Through the course of this manual we’ve gone over the various functionalities of Analyze, and how they can help end-users identify potential issues with their datasets. In order to most efficiently make use of the software a general framework of steps is recommended to get the most out of the software. In general terms, a solid approach can be described in the following steps (which we’ll handle in more detail below):

  • Knowing your source database

  • Understanding what your organisation deems as data quality issues

  • Compiling your findings

  • Turning findings into actionable points

Knowing your source database

When working with data, it’s important to know how your source database is configured. This doesn’t mean knowing what the actual data looks like, but understanding the general design your database and the intention behind certain tables. When working with legacy databases for instance, it’s possible that certain tables in the database are relics or do not relate to the actual business in any way. While these are all potential issues with the data, it’s likely this is already known within the organisation and that identifying a plethora of issues with an archived table will slow down the analysis of more significant tables.

If some time is spent at the start of a project looking at which tables/schemas are relevant and which are not, projects are completed more quickly and the information gained from them is more likely to be put to use. Another consideration here is not to analyze an entire organisation’s worth of data, but to break down these projects into manageable chunks, based off of for instance:

  • Projects, integrating the Analyze step into any project that requires a duplicate of certain data. Doing this usually results in smaller, more concrete requirements to data.

  • For larger projects departments, making sure that the source database is broken up into logical units. If an Analyze project is specifically designed to identify issues with the data regarding accounts payable or financial data, it becomes easier to find stakeholders within the organisation to supply any data privacy officers with information on their requirements and input.

Understanding what your organisation deems as data quality issues

When we use Analyze, we’re trying to look for issues regarding our data. Often however, organisations don’t have a clear picture of what issues are actually important to them. Things such as GDPR compliance are often named. This is a great starting point which we can express in solid requirements, but it’s possible that to the individual organisation other data elements are also undesirable, which can be detected using Analyze.

Example: Car Manufacture

Let’s take a look at the software testing department of a car manufacturer. Because the car industry is highly competitive and relies on new technology to offer an attractive product to its customers, information about new car models or technologies are often closely guarded secrets which, when leaked, could negatively impact the competitive position of the company.

If a duplicate dataset has to be made available for usage by a group of web-developers working on a new website for this manufacturer, it’s possible the business decides to grant access to an anonymized version of their MODEL_INFORMATION table. A data privacy officer determines that new model names are to be scrubbed from this data, and this is achieved by manually updating the MODEL_NAME column within this table.

Unfortunately, during testing it’s revealed that for certain new models and technologies some information was erroneously stored in a large description field in the same database, which leads to a data-leak.

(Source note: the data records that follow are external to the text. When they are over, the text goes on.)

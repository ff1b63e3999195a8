//! View router state.

use serde::{Deserialize, Serialize};

use super::view::ViewId;

/// The active view plus the most recently selected entity.
///
/// The router is plain state: it does not consult the role policy. Permission
/// checks happen in the shell before `navigate` is called.
#[derive(Debug, Clone, Copy, Default, PartialEq, Eq, Serialize, Deserialize)]
#[serde(rename_all = "camelCase")]
pub struct RouterState {
    pub current_view: ViewId,
    pub selected_entity_id: Option<u32>,
}

impl RouterState {
    pub fn new() -> Self {
        Self::default()
    }

    /// Switches to `view`.
    ///
    /// The selected entity is only overwritten when `entity_id` is given; a
    /// navigation without one keeps the previous selection.
    pub fn navigate(&mut self, view: ViewId, entity_id: Option<u32>) {
        self.current_view = view;
        if let Some(id) = entity_id {
            self.selected_entity_id = Some(id);
        }
    }

    /// Back to `(Dashboard, None)`.
    pub fn reset(&mut self) {
        *self = Self::default();
    }

    pub fn current_screen(&self) -> ViewId {
        self.current_view
    }

    /// The selected entity, but only while a detail view is active.
    pub fn detail_entity(&self) -> Option<u32> {
        if self.current_view.is_detail() {
            self.selected_entity_id
        } else {
            None
        }
    }
}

This scenario could have been prevented by clearly communicating what data issues are for the organisation, expressing those in unambiguous requirements, and developing profiles which can catch these manual input errors.

Compiling your findings and turning them into actionable points

We’ve identified what our source database looks like, determined a workable project, and compiled a solid list of requirements. After this, the development of profiles and execution of an Analyze project can begin. After execution however, the job of interpreting isn’t over quite yet. Once a run has been completed, it’s possible to generate an overview of the findings in Analyze by pressing Project → Generate Analyze report. This generates a file that contains overviews of any potential issues found.

Using this data, it’s wise to establish a plan of action to tackle any identified issues. In our earlier example it’s entirely possible that following the finding that vehicle model names are stored in the description field, the description field has to be assessed and a specification of which data remains relevant must be kept in this duplicate dataset, and what can be scrubbed or removed from it.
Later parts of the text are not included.